I have a cheap mountain bike, just to get me around from A to B, and my right grip shifter, which controls the gears 1 to 6, has a broken adjuster. Now i have tried to find another adjuster to fit onto it but it seems impossible. I am now considering changing the grip shifter for a new one but I have been told that if I do this then I will have to replace the entire rear derailleur. It is a Shimano 18 speed system with Falcon Enzo Shifters. I really don't want to have to replace anything more than the shifter and cables if i can get away with it.

Can anyone help?


----------



## rowan 46 (11 Aug 2011)

if you can get hold of a 6 speed shifter you don't have to change anything else. you might find one on ebay, some of the old bikes are sold cheap for spares but they are an old design and hard to find. You might find a mate has old bike lying around. If you can't find a 6 speed shifter then you will need to get a 7 speed shifter and upgrade your cassette and rear derailleur welcome to cycle chat by the way


----------



## RecordAceFromNew (11 Aug 2011)

to the forum!

If the only thing that doesn't work is your right gear shifter, and if your rear derailleur is a Shimano, then whoever told you changing the shifter requires changing the rear derailleur is either ignorant or is lying, and should be avoided either way.
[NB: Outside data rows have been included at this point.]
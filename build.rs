//! Build script - places `memory.x` where the linker looks for it.
//!
//! Host builds (`cargo test --lib`) never link against it, so the copy is
//! only done for bare-metal targets.

use std::env;
use std::fs;
use std::path::PathBuf;

fn main() {
    println!("cargo:rerun-if-changed=memory.x");
    println!("cargo:rerun-if-changed=build.rs");

    let target = env::var("TARGET").unwrap_or_default();
    if !target.starts_with("thumb") {
        return;
    }

    let out_dir = PathBuf::from(env::var("OUT_DIR").expect("OUT_DIR set by cargo"));
    fs::copy("memory.x", out_dir.join("memory.x")).expect("memory.x next to Cargo.toml");
    println!("cargo:rustc-link-search={}", out_dir.display());
}
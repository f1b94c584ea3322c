//! Handoff between the serial RX path and the main loop.
//!
//! The RX side runs at interrupt priority and only ever pushes one byte
//! and, on `\n`, raises the command-ready flag. The main loop checks the
//! flag, copies the line out, then resets the buffer and lowers the flag.
//!
//! Protocol:
//! 1. RX finishes its buffer mutation, then stores `ready = true` (Release).
//! 2. Main loop loads `ready` (Acquire), copies, clears, stores `false`.
//!
//! While `ready` is up the buffer is sealed: RX bytes are dropped and
//! counted, so the pending line cannot change under the reader.

use core::cell::RefCell;
use core::sync::atomic::{AtomicBool, AtomicUsize, Ordering};

use embassy_sync::blocking_mutex::raw::RawMutex;
use embassy_sync::blocking_mutex::Mutex;

use super::line_buffer::{LineBuffer, TERMINATOR};

/// Line delimiter on the wire.
pub const DELIMITER: u8 = b'\n';

pub struct SerialInbox<M: RawMutex> {
    line: Mutex<M, RefCell<LineBuffer>>,
    ready: AtomicBool,
    dropped: AtomicUsize,
}

impl<M: RawMutex> SerialInbox<M> {
    pub fn new() -> Self {
        Self {
            line: Mutex::new(RefCell::new(LineBuffer::new())),
            ready: AtomicBool::new(false),
            dropped: AtomicUsize::new(0),
        }
    }

    /// Feed one received byte. Interrupt-safe, bounded time.
    pub fn on_byte(&self, byte: u8) {
        if self.ready.load(Ordering::Acquire) {
            self.dropped.fetch_add(1, Ordering::Relaxed);
            return;
        }

        let stored_byte = if byte == DELIMITER { TERMINATOR } else { byte };
        let stored = self.line.lock(|line| line.borrow_mut().push(stored_byte));
        if !stored {
            self.dropped.fetch_add(1, Ordering::Relaxed);
        }

        if byte == DELIMITER {
            self.ready.store(true, Ordering::Release);
        }
    }

    /// Feed a received chunk (one USB packet, one UART burst).
    pub fn on_bytes(&self, bytes: &[u8]) {
        for &b in bytes {
            self.on_byte(b);
        }
    }

    /// Whether a complete line is waiting.
    pub fn is_ready(&self) -> bool {
        self.ready.load(Ordering::Acquire)
    }

    /// Take the pending line, if any, and re-open the buffer.
    pub fn take_line(&self) -> Option<LineBuffer> {
        if !self.ready.load(Ordering::Acquire) {
            return None;
        }

        let line = self.line.lock(|line| {
            let mut line = line.borrow_mut();
            let copy = line.clone();
            line.clear();
            copy
        });
        self.ready.store(false, Ordering::Release);
        Some(line)
    }

    /// Drop whatever has been received so far and lower the ready flag.
    pub fn reset(&self) {
        self.line.lock(|line| line.borrow_mut().clear());
        self.ready.store(false, Ordering::Release);
    }

    /// Returns and clears the count of bytes dropped since the last call.
    pub fn take_dropped(&self) -> usize {
        self.dropped.swap(0, Ordering::Relaxed)
    }
}

impl<M: RawMutex> Default for SerialInbox<M> {
    fn default() -> Self {
        Self::new()
    }
}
I assume when you say the right grip shifter "adjuster" is broken means the whole thing is kaput, not just e.g. the cable tension adjuster (because normally you don't really need the right cable tension adjuster on the shifter, because there is usually a cable tension adjuster on the rear derailleur that does exactly the same thing!). Anyhow a Shimano right 6 speed grip shifter costs less than a tenner, e.g. here. For an 18 speed mountain bike with 6 cogs at the back, it will index just fine with ANY Shimano rear derailleur made within last 15 years or more.

Hope it helps!


----------



## blondmusic (12 Aug 2011)

Thank you very much for the responses. I have found a pair of Shimano Revoshifts on ebay for £16 and they are for the 6 speed but I plan to change both of them. I don't want gear shifters that don't match lol. I have also found some SRAM Shifters and a pair of Microshift Shifters too on ebay and again they are for a 6 speed.
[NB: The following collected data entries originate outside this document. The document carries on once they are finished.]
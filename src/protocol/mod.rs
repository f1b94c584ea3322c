//! Serial command protocol.
//!
//! One command per `\n`-terminated ASCII line. A line selects the first
//! table entry whose name it starts with, so matching is case-sensitive
//! and by prefix: `IDENTIFY` is answered as `ID`, `PINGPONG` as `PING`.
//!
//! | line | response |
//! |---|---|
//! | `PING` | `PONG` |
//! | `ID` | device id string |
//! | `MEASURE` | one sample, not stored |
//! | `MEMSTATUS` | stored sample count |
//! | `RESET` | none (log truncated) |
//! | `RECORD` | one sample, stored |
//! | `GET <n>` | `EEPROM value[n] = <byte>` |

pub mod dispatcher;


pub use dispatcher::{execute, Response};

#[derive(Clone, Copy, Debug, PartialEq, Eq)]
#[cfg_attr(feature = "defmt", derive(defmt::Format))]
pub enum CommandKind {
    Ping,
    Id,
    Measure,
    MemStatus,
    Reset,
    Record,
    Get,
}

/// Command descriptor
pub struct CommandDescriptor {
    pub name: &'static str,
    pub kind: CommandKind,
}

/// All available commands, in match order.
pub static COMMANDS: &[CommandDescriptor] = &[
    CommandDescriptor { name: "PING", kind: CommandKind::Ping },
    CommandDescriptor { name: "ID", kind: CommandKind::Id },
    CommandDescriptor { name: "MEASURE", kind: CommandKind::Measure },
    CommandDescriptor { name: "MEMSTATUS", kind: CommandKind::MemStatus },
    CommandDescriptor { name: "RESET", kind: CommandKind::Reset },
    CommandDescriptor { name: "RECORD", kind: CommandKind::Record },
    CommandDescriptor { name: "GET", kind: CommandKind::Get },
];

/// A parsed command line.
#[derive(Clone, Copy, Debug, PartialEq, Eq)]
#[cfg_attr(feature = "defmt", derive(defmt::Format))]
pub enum Command {
    Ping,
    Id,
    Measure,
    MemStatus,
    Reset,
    Record,
    /// `None` when the argument is missing, not a number, or above 255.
    Get(Option<u8>),
}

impl Command {
    /// Match a terminated line token against [`COMMANDS`].
    pub fn parse(token: &[u8]) -> Option<Self> {
        let descriptor = COMMANDS
            .iter()
            .find(|c| token.starts_with(c.name.as_bytes()))?;

        Some(match descriptor.kind {
            CommandKind::Ping => Command::Ping,
            CommandKind::Id => Command::Id,
            CommandKind::Measure => Command::Measure,
            CommandKind::MemStatus => Command::MemStatus,
            CommandKind::Reset => Command::Reset,
            CommandKind::Record => Command::Record,
            CommandKind::Get => Command::Get(parse_address(token)),
        })
    }
}

/// Address argument of `GET`: leading digits of the second
/// whitespace-separated token.
fn parse_address(token: &[u8]) -> Option<u8> {
    let arg = token
        .split(|b| b.is_ascii_whitespace())
        .filter(|part| !part.is_empty())
        .nth(1)?;

    let digits = arg.iter().take_while(|b| b.is_ascii_digit()).count();
    if digits == 0 {
        return None;
    }

    let value = arg[..digits].iter().fold(0u16, |acc, &b| {
        acc.saturating_mul(10).saturating_add(u16::from(b - b'0'))
    });
    u8::try_from(value).ok()
}
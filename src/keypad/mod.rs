//! Keypad control surface.
//!
//! A 4×3 matrix is scanned for single key presses ([`matrix`]) and the
//! presses are interpreted as `#<digit>*` sequences ([`sequencer`]).
//!
//! | sequence | command |
//! |---|---|
//! | `#1*` | blink the indicator |
//! | `#2*` | take and store one sample |
//! | `#3*` | arm automatic sampling |
//! | `#4*` | disarm automatic sampling |

pub mod matrix;
pub mod sequencer;

pub use matrix::KeyMatrix;
pub use sequencer::{KeypadSequencer, Stage};

/// Source of raw key presses. Returns each press once.
pub trait Keypad {
    fn read_key(&mut self) -> Option<char>;
}

/// Commands a completed keypad sequence can request.
#[derive(Clone, Copy, Debug, PartialEq, Eq)]
#[cfg_attr(feature = "defmt", derive(defmt::Format))]
pub enum KeypadCommand {
    /// `#1*`
    Blink,
    /// `#2*`
    Record,
    /// `#3*`
    AutoOn,
    /// `#4*`
    AutoOff,
}

impl KeypadCommand {
    pub fn from_digit(key: char) -> Option<Self> {
        match key {
            '1' => Some(Self::Blink),
            '2' => Some(Self::Record),
            '3' => Some(Self::AutoOn),
            '4' => Some(Self::AutoOff),
            _ => None,
        }
    }

    pub fn digit(&self) -> char {
        match self {
            Self::Blink => '1',
            Self::Record => '2',
            Self::AutoOn => '3',
            Self::AutoOff => '4',
        }
    }
}
//! USB device subsystem - presents a CDC-ACM virtual COM port to the host.
//!
//! The nRF52840's built-in USB 2.0 Full-Speed controller is driven by
//! `embassy-usb`. The serial command line runs over a single CDC-ACM
//! interface:
//!
//! - OUT endpoint: host → [`SerialInbox`](datalogger::SerialInbox), byte by byte
//! - IN endpoint:  [`SerialTxPipe`] → host, one packet at a time
//!
//! All USB tasks run on the interrupt-priority executor so reception keeps
//! going while the main loop is blocked on EEPROM settling or a blink.

pub mod cdc;

use embassy_sync::blocking_mutex::raw::CriticalSectionRawMutex;
use embassy_sync::pipe::Pipe;

use datalogger::config::SERIAL_TX_QUEUE_SIZE;

/// Byte queue from the main loop to the USB IN endpoint.
pub type SerialTxPipe = Pipe<CriticalSectionRawMutex, SERIAL_TX_QUEUE_SIZE>;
It is the plastic adjuster on the grip shifter thats broken and I cant use first and second gear as it just shifts itself into third. Bike is quite new (I got it last year) so it should work if i replace the shifters.


----------



## Angelfishsolo (12 Aug 2011)

blondmusic said:


> Thank you very much for the responses. I have found a pair of Shimano Revoshifts on ebay for £16 and they are for the 6 speed but I plan to change both of them. I don't want gear shifters that don't match lol. I have also found some SRAM Shifters and a pair of Microshift Shifters too on ebay and again they are for a 6 speed.
> 
> It is the plastic adjuster on the grip shifter thats broken and I cant use first and second gear as it just shifts itself into third. Bike is quite new (I got it last year) so it should work if i replace the shifters.
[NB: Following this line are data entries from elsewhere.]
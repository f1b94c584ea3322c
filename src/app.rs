//! Main-loop driver.
//!
//! Interrupt-level producers (serial RX, periodic tick) only touch
//! [`Shared`]. Everything slow (ADC, EEPROM, serial TX, the blink delay)
//! happens here, in thread mode, one step per [`Datalogger::poll`].

use core::convert::Infallible;
use core::fmt::Write;

#[cfg(feature = "defmt")]
use defmt::{error, info, warn};

use embassy_sync::blocking_mutex::raw::RawMutex;
use embedded_hal::delay::DelayNs;
use embedded_hal::digital::OutputPin;

use crate::config::{BLINK_HALF_PERIOD_MS, RESPONSE_CAPACITY};
use crate::error::Error;
use crate::keypad::{Keypad, KeypadCommand, KeypadSequencer};
use crate::protocol::{self, Command};
use crate::sampling::{AutoSampleScheduler, LightSensor};
use crate::serial::SerialInbox;
use crate::storage::{ByteStore, NonVolatileLog};

/// State written from interrupt context and read by the main loop.
pub struct Shared<M: RawMutex> {
    pub inbox: SerialInbox<M>,
    pub scheduler: AutoSampleScheduler,
}

impl<M: RawMutex> Shared<M> {
    pub fn new() -> Self {
        Self {
            inbox: SerialInbox::new(),
            scheduler: AutoSampleScheduler::new(),
        }
    }
}

impl<M: RawMutex> Default for Shared<M> {
    fn default() -> Self {
        Self::new()
    }
}

/// Outgoing serial byte sink. Never blocks; may drop when saturated.
pub trait SerialPort {
    fn write_bytes(&mut self, bytes: &[u8]);
}

/// Visual feedback for the `#1*` keypad command.
pub trait Indicator {
    fn blink(&mut self);
}

/// Every peripheral the main loop talks to besides storage.
pub trait Board: Keypad + LightSensor + SerialPort + Indicator {}

impl<T: Keypad + LightSensor + SerialPort + Indicator> Board for T {}

/// GPIO LED driven through one blocking on/off cycle. The pin must be
/// infallible; its results are discarded.
pub struct Led<P, D> {
    pin: P,
    delay: D,
    active_low: bool,
}

impl<P: OutputPin<Error = Infallible>, D: DelayNs> Led<P, D> {
    pub fn new(mut pin: P, delay: D, active_low: bool) -> Self {
        let _ = if active_low { pin.set_high() } else { pin.set_low() };
        Self {
            pin,
            delay,
            active_low,
        }
    }

    fn set(&mut self, on: bool) {
        let _ = if on != self.active_low {
            self.pin.set_high()
        } else {
            self.pin.set_low()
        };
    }

    pub fn release(self) -> (P, D) {
        (self.pin, self.delay)
    }
}

impl<P: OutputPin<Error = Infallible>, D: DelayNs> Indicator for Led<P, D> {
    fn blink(&mut self) {
        self.set(true);
        self.delay.delay_ms(BLINK_HALF_PERIOD_MS);
        self.set(false);
        self.delay.delay_ms(BLINK_HALF_PERIOD_MS);
    }
}

pub struct Datalogger<'a, S, M: RawMutex> {
    log: NonVolatileLog<S>,
    sequencer: KeypadSequencer,
    shared: &'a Shared<M>,
}

impl<'a, S, M> Datalogger<'a, S, M>
where
    S: ByteStore,
    M: RawMutex,
{
    pub fn new(store: S, shared: &'a Shared<M>) -> Self {
        Self {
            log: NonVolatileLog::new(store),
            sequencer: KeypadSequencer::new(),
            shared,
        }
    }

    pub fn log(&mut self) -> &mut NonVolatileLog<S> {
        &mut self.log
    }

    /// One main-loop iteration: keypad, then auto-sample, then serial.
    pub fn poll<B: Board + ?Sized>(&mut self, board: &mut B) {
        if let Some(cmd) = self.sequencer.poll(board) {
            self.run_keypad_command(cmd, board);
        }

        if self.shared.scheduler.take_pending() {
            self.auto_sample(board);
        }

        if let Some(line) = self.shared.inbox.take_line() {
            self.handle_line(line.token(), board);
        }

        let dropped = self.shared.inbox.take_dropped();
        if dropped > 0 {
            #[cfg(feature = "defmt")]
            warn!("Serial: dropped {} RX bytes", dropped);
        }
    }

    fn run_keypad_command<B: Board + ?Sized>(&mut self, cmd: KeypadCommand, board: &mut B) {
        #[cfg(feature = "defmt")]
        info!("Keypad command #{}*: {}", cmd.digit(), cmd);

        match cmd {
            KeypadCommand::Blink => board.blink(),
            KeypadCommand::Record => {
                let value = board.read_light();
                if let Err(_e) = self.log.append(value) {
                    #[cfg(feature = "defmt")]
                    error!("Keypad record failed: {}", _e);
                }
            }
            KeypadCommand::AutoOn => self.shared.scheduler.arm(),
            KeypadCommand::AutoOff => self.shared.scheduler.disarm(),
        }
    }

    fn auto_sample<B: Board + ?Sized>(&mut self, board: &mut B) {
        let value = board.read_light();
        if let Err(_e) = self.log.append(value) {
            #[cfg(feature = "defmt")]
            error!("Auto-sample not stored: {}", _e);
            return;
        }

        let mut out: heapless::String<RESPONSE_CAPACITY> = heapless::String::new();
        if write!(out, "{}\r\n", value).is_ok() {
            board.write_bytes(out.as_bytes());
        }
    }

    fn handle_line<B: Board + ?Sized>(&mut self, token: &[u8], board: &mut B) {
        let Some(cmd) = Command::parse(token) else {
            #[cfg(feature = "defmt")]
            warn!("Serial: unknown command {=[u8]:a}", token);
            return;
        };

        match protocol::execute(cmd, board, &mut self.log) {
            Ok(Some(response)) => board.write_bytes(response.as_bytes()),
            Ok(None) => {}
            Err(e) => {
                #[cfg(feature = "defmt")]
                error!("Serial command {} failed: {}", cmd, e);
                reply_error(board, e);
            }
        }

        if cmd == Command::Reset {
            self.shared.inbox.reset();
        }
    }
}

fn reply_error<B: SerialPort + ?Sized>(board: &mut B, e: Error) {
    let mut out: heapless::String<RESPONSE_CAPACITY> = heapless::String::new();
    if write!(out, "ERROR: {}\n", e).is_ok() {
        board.write_bytes(out.as_bytes());
    }
}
Then for £16 you will keep your bike up and running. Great news


----------



## Angelfishsolo (12 Aug 2011)

RecordAceFromNew said:


> to the forum!
> 
> If the only thing that doesn't work is your right gear shifter, and if your rear derailleur is a Shimano, _*then whoever told you changing the shifter requires changing the rear derailleur is either ignorant or is lying, and should be avoided either way.*_



Amen to that!


----------



## Scoosh (12 Aug 2011)

Beware of mixing SRAM shifters with Shimano cassette




!

The difference is something along the lines that SRAM uses a 2:1 ratio, while Shimano uses a 1:1. If you mix them, they don't work right.


----------



## blondmusic (12 Aug 2011)

I will just buy the Shimano Shifters cos they look so much better. Thank you everyone. I will let you know how i get on. I will probably be back for more advice on changing the shifters. The new shifters come with new gear cables too.


----------



## blondmusic (5 Sep 2011)

I bought the Shimano shifters and changed them over this morning. It was quite easy to do but i am having another problem. On the rear derailleur it does not change properly for example when in 3rd gear it changes itself to 4th gear and when on the shifter it says 4th it is in 5th etc. From 2nd to 4th gear there is a chattering noise. Works ok in 1st gear they match up perfect. On the front cog set in the 2nd and 3rd cog there is a chattering noise but fine on the smallest cog. Anyone know how to sort this out?


----------



## Angelfishsolo (5 Sep 2011)

blondmusic said:


> I bought the Shimano shifters and changed them over this morning. It was quite easy to do but i am having another problem. On the rear derailleur it does not change properly for example when in 3rd gear it changes itself to 4th gear and when on the shifter it says 4th it is in 5th etc. From 2nd to 4th gear there is a chattering noise. Works ok in 1st gear they match up perfect. On the front cog set in the 2nd and 3rd cog there is a chattering noise but fine on the smallest cog. Anyone know how to sort this out?



Google "indexing gears" and you will find the answers


----------